== TASK ==
Produce an exact copy of the listing.

== SUPPLIED DATA ==
━━━━━━━━━━━━━━━━
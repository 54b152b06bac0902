// FeatureExtractor - sliding-window feature extraction for onset detection
//
// This module slides a fixed-size window over mono samples and produces one
// AudioFrame per hop. The window is about 43ms long with 50% overlap.
//
// Module organization:
// - types: Data structures (AudioFrame)
// - temporal: Time-domain features (RMS energy, ZCR, centroid proxy)
// - mod.rs: Coordinator (FeatureExtractor)
//
// Two passes:
// 1. Per-window energy, ZCR and centroid proxy (windows are independent)
// 2. Flux: flux_n = max(0, energy_n - energy_(n-1)), flux_0 = 0

mod temporal;
mod types;

pub use temporal::{TemporalFeatures, WindowFeatures};
pub use types::AudioFrame;

use crate::config::AnalysisConfig;

/// FeatureExtractor coordinates the per-window feature pipeline
pub struct FeatureExtractor {
    temporal_features: TemporalFeatures,
    sample_rate: u32,
    window_size: usize,
    hop_size: usize,
}

impl FeatureExtractor {
    /// Create a new FeatureExtractor with the specified sample rate
    ///
    /// # Arguments
    /// * `sample_rate` - Audio sample rate in Hz (e.g., 44100)
    /// * `config` - Window length and centroid guard
    pub fn new(sample_rate: u32, config: &AnalysisConfig) -> Self {
        let window_size = ((sample_rate as f64 * config.window_seconds).floor() as usize).max(2);
        let hop_size = (window_size / 2).max(1);

        Self {
            temporal_features: TemporalFeatures::new(config.centroid_epsilon),
            sample_rate,
            window_size,
            hop_size,
        }
    }

    pub fn window_size(&self) -> usize {
        self.window_size
    }

    pub fn hop_size(&self) -> usize {
        self.hop_size
    }

    /// Extract the ordered frame sequence from a mono sample buffer
    ///
    /// Audio shorter than one window yields an empty sequence.
    pub fn extract(&self, audio: &[f32]) -> Vec<AudioFrame> {
        if audio.len() < self.window_size || self.sample_rate == 0 {
            return Vec::new();
        }

        let frame_count = (audio.len() - self.window_size) / self.hop_size + 1;
        let mut frames = Vec::with_capacity(frame_count);

        let mut pos = 0;
        while pos + self.window_size <= audio.len() {
            let window = self
                .temporal_features
                .compute(&audio[pos..pos + self.window_size]);
            frames.push(AudioFrame {
                time: pos as f64 / self.sample_rate as f64,
                energy: window.energy,
                zcr: window.zcr,
                centroid: window.centroid,
                flux: 0.0,
            });
            pos += self.hop_size;
        }

        // Flux needs every energy first
        for i in 1..frames.len() {
            frames[i].flux = (frames[i].energy - frames[i - 1].energy).max(0.0);
        }

        frames
    }
}

#[cfg(test)]
mod tests {
    use super::*;

    /// Generate pure sine wave for testing
    fn generate_sine_wave(sample_rate: u32, frequency: f32, duration_samples: usize) -> Vec<f32> {
        (0..duration_samples)
            .map(|i| {
                let t = i as f32 / sample_rate as f32;
                (2.0 * std::f32::consts::PI * frequency * t).sin()
            })
            .collect()
    }

    /// Generate white noise for testing
    fn generate_white_noise(duration_samples: usize) -> Vec<f32> {
        use rand::{rngs::StdRng, Rng, SeedableRng};
        let mut rng = StdRng::seed_from_u64(7);
        (0..duration_samples)
            .map(|_| rng.gen_range(-1.0..1.0))
            .collect()
    }

    #[test]
    fn test_window_and_hop_size() {
        let extractor = FeatureExtractor::new(44100, &AnalysisConfig::default());
        // floor(44100 * 0.043) = 1896
        assert_eq!(extractor.window_size(), 1896);
        assert_eq!(extractor.hop_size(), 948);
    }

    #[test]
    fn test_frame_count_and_times() {
        let sample_rate = 48000;
        let extractor = FeatureExtractor::new(sample_rate, &AnalysisConfig::default());
        let signal = vec![0.1; sample_rate as usize];
        let frames = extractor.extract(&signal);

        let expected = (signal.len() - extractor.window_size()) / extractor.hop_size() + 1;
        assert_eq!(frames.len(), expected);
        assert_eq!(frames[0].time, 0.0);
        let hop_seconds = extractor.hop_size() as f64 / sample_rate as f64;
        assert!((frames[1].time - hop_seconds).abs() < 1e-12);
        assert!(frames.windows(2).all(|w| w[0].time < w[1].time));
    }

    #[test]
    fn test_short_audio_yields_no_frames() {
        let extractor = FeatureExtractor::new(48000, &AnalysisConfig::default());
        assert!(extractor.extract(&[0.5; 100]).is_empty());
        assert!(extractor.extract(&[]).is_empty());
    }

    #[test]
    fn test_flux_is_positive_energy_increase() {
        let sample_rate = 48000;
        let extractor = FeatureExtractor::new(sample_rate, &AnalysisConfig::default());

        // Quiet first half, loud second half
        let mut signal = vec![0.01; sample_rate as usize / 2];
        signal.extend(vec![0.8; sample_rate as usize / 2]);
        let frames = extractor.extract(&signal);

        assert_eq!(frames[0].flux, 0.0, "First frame flux must be zero");
        assert!(
            frames.iter().all(|f| f.flux >= 0.0),
            "Flux must never be negative"
        );
        let max_flux = frames.iter().map(|f| f.flux).fold(0.0_f32, f32::max);
        assert!(
            max_flux > 0.3,
            "Expected a strong flux at the step, got {}",
            max_flux
        );
    }

    #[test]
    fn test_flux_zero_on_decay() {
        let extractor = FeatureExtractor::new(8000, &AnalysisConfig::default());
        let signal: Vec<f32> = (0..8000).map(|i| 1.0 - i as f32 / 8000.0).collect();
        let frames = extractor.extract(&signal);
        assert!(frames.iter().all(|f| f.flux == 0.0));
    }

    #[test]
    fn test_zcr_sine_vs_noise() {
        let sample_rate = 48000;
        let extractor = FeatureExtractor::new(sample_rate, &AnalysisConfig::default());

        let sine_frames = extractor.extract(&generate_sine_wave(sample_rate, 100.0, 8192));
        let noise_frames = extractor.extract(&generate_white_noise(8192));

        assert!(
            noise_frames[0].zcr > sine_frames[0].zcr * 5.0,
            "Noise ZCR ({}) should far exceed 100 Hz sine ZCR ({})",
            noise_frames[0].zcr,
            sine_frames[0].zcr
        );
    }
}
━━━━━━━━━━━━━━━━
== ANSWER TO THE EXERCISE ==
repository 54b152b06bac0902
// FeatureExtractor - sliding-window feature extraction for onset detection
//
// This module slides a fixed-size window over mono samples and produces one
// AudioFrame per hop. The window is about 43ms long with 50% overlap.
//
// Module organization:
// - types: Data structures (AudioFrame)
// - temporal: Time-domain features (RMS energy, ZCR, centroid proxy)
// - mod.rs: Coordinator (FeatureExtractor)
//
// Two passes:
// 1. Per-window energy, ZCR and centroid proxy (windows are independent)
// 2. Flux: flux_n = max(0, energy_n - energy_(n-1)), flux_0 = 0

mod temporal;
mod types;

pub use temporal::{TemporalFeatures, WindowFeatures};
pub use types::AudioFrame;

use crate::config::AnalysisConfig;

/// FeatureExtractor coordinates the per-window feature pipeline
pub struct FeatureExtractor {
    temporal_features: TemporalFeatures,
    sample_rate: u32,
    window_size: usize,
    hop_size: usize,
}

impl FeatureExtractor {
    /// Create a new FeatureExtractor with the specified sample rate
    ///
    /// # Arguments
    /// * `sample_rate` - Audio sample rate in Hz (e.g., 44100)
    /// * `config` - Window length and centroid guard
    pub fn new(sample_rate: u32, config: &AnalysisConfig) -> Self {
        let window_size = ((sample_rate as f64 * config.window_seconds).floor() as usize).max(2);
        let hop_size = (window_size / 2).max(1);

        Self {
            temporal_features: TemporalFeatures::new(config.centroid_epsilon),
            sample_rate,
            window_size,
            hop_size,
        }
    }

    pub fn window_size(&self) -> usize {
        self.window_size
    }

    pub fn hop_size(&self) -> usize {
        self.hop_size
    }

    /// Extract the ordered frame sequence from a mono sample buffer
    ///
    /// Audio shorter than one window yields an empty sequence.
    pub fn extract(&self, audio: &[f32]) -> Vec<AudioFrame> {
        if audio.len() < self.window_size || self.sample_rate == 0 {
            return Vec::new();
        }

        let frame_count = (audio.len() - self.window_size) / self.hop_size + 1;
        let mut frames = Vec::with_capacity(frame_count);

        let mut pos = 0;
        while pos + self.window_size <= audio.len() {
            let window = self
                .temporal_features
                .compute(&audio[pos..pos + self.window_size]);
            frames.push(AudioFrame {
                time: pos as f64 / self.sample_rate as f64,
                energy: window.energy,
                zcr: window.zcr,
                centroid: window.centroid,
                flux: 0.0,
            });
            pos += self.hop_size;
        }

        // Flux needs every energy first
        for i in 1..frames.len() {
            frames[i].flux = (frames[i].energy - frames[i - 1].energy).max(0.0);
        }

        frames
    }
}

#[cfg(test)]
mod tests {
    use super::*;

    /// Generate pure sine wave for testing
    fn generate_sine_wave(sample_rate: u32, frequency: f32, duration_samples: usize) -> Vec<f32> {
        (0..duration_samples)
            .map(|i| {
                let t = i as f32 / sample_rate as f32;
                (2.0 * std::f32::consts::PI * frequency * t).sin()
            })
            .collect()
    }

    /// Generate white noise for testing
    fn generate_white_noise(duration_samples: usize) -> Vec<f32> {
        use rand::{rngs::StdRng, Rng, SeedableRng};
        let mut rng = StdRng::seed_from_u64(7);
        (0..duration_samples)
            .map(|_| rng.gen_range(-1.0..1.0))
            .collect()
    }

    #[test]
    fn test_window_and_hop_size() {
        let extractor = FeatureExtractor::new(44100, &AnalysisConfig::default());
        // floor(44100 * 0.043) = 1896
        assert_eq!(extractor.window_size(), 1896);
        assert_eq!(extractor.hop_size(), 948);
    }

    #[test]
    fn test_frame_count_and_times() {
        let sample_rate = 48000;
        let extractor = FeatureExtractor::new(sample_rate, &AnalysisConfig::default());
        let signal = vec![0.1; sample_rate as usize];
        let frames = extractor.extract(&signal);

        let expected = (signal.len() - extractor.window_size()) / extractor.hop_size() + 1;
        assert_eq!(frames.len(), expected);
        assert_eq!(frames[0].time, 0.0);
        let hop_seconds = extractor.hop_size() as f64 / sample_rate as f64;
        assert!((frames[1].time - hop_seconds).abs() < 1e-12);
        assert!(frames.windows(2).all(|w| w[0].time < w[1].time));
    }

    #[test]
    fn test_short_audio_yields_no_frames() {
        let extractor = FeatureExtractor::new(48000, &AnalysisConfig::default());
        assert!(extractor.extract(&[0.5; 100]).is_empty());
        assert!(extractor.extract(&[]).is_empty());
    }

    #[test]
    fn test_flux_is_positive_energy_increase() {
        let sample_rate = 48000;
        let extractor = FeatureExtractor::new(sample_rate, &AnalysisConfig::default());

        // Quiet first half, loud second half
        let mut signal = vec![0.01; sample_rate as usize / 2];
        signal.extend(vec![0.8; sample_rate as usize / 2]);
        let frames = extractor.extract(&signal);

        assert_eq!(frames[0].flux, 0.0, "First frame flux must be zero");
        assert!(
            frames.iter().all(|f| f.flux >= 0.0),
            "Flux must never be negative"
        );
        let max_flux = frames.iter().map(|f| f.flux).fold(0.0_f32, f32::max);
        assert!(
            max_flux > 0.3,
            "Expected a strong flux at the step, got {}",
            max_flux
        );
    }

    #[test]
    fn test_flux_zero_on_decay() {
        let extractor = FeatureExtractor::new(8000, &AnalysisConfig::default());
        let signal: Vec<f32> = (0..8000).map(|i| 1.0 - i as f32 / 8000.0).collect();
        let frames = extractor.extract(&signal);
        assert!(frames.iter().all(|f| f.flux == 0.0));
    }

    #[test]
    fn test_zcr_sine_vs_noise() {
        let sample_rate = 48000;
        let extractor = FeatureExtractor::new(sample_rate, &AnalysisConfig::default());

        let sine_frames = extractor.extract(&generate_sine_wave(sample_rate, 100.0, 8192));
        let noise_frames = extractor.extract(&generate_white_noise(8192));

        assert!(
            noise_frames[0].zcr > sine_frames[0].zcr * 5.0,
            "Noise ZCR ({}) should far exceed 100 Hz sine ZCR ({})",
            noise_frames[0].zcr,
            sine_frames[0].zcr
        );
    }
}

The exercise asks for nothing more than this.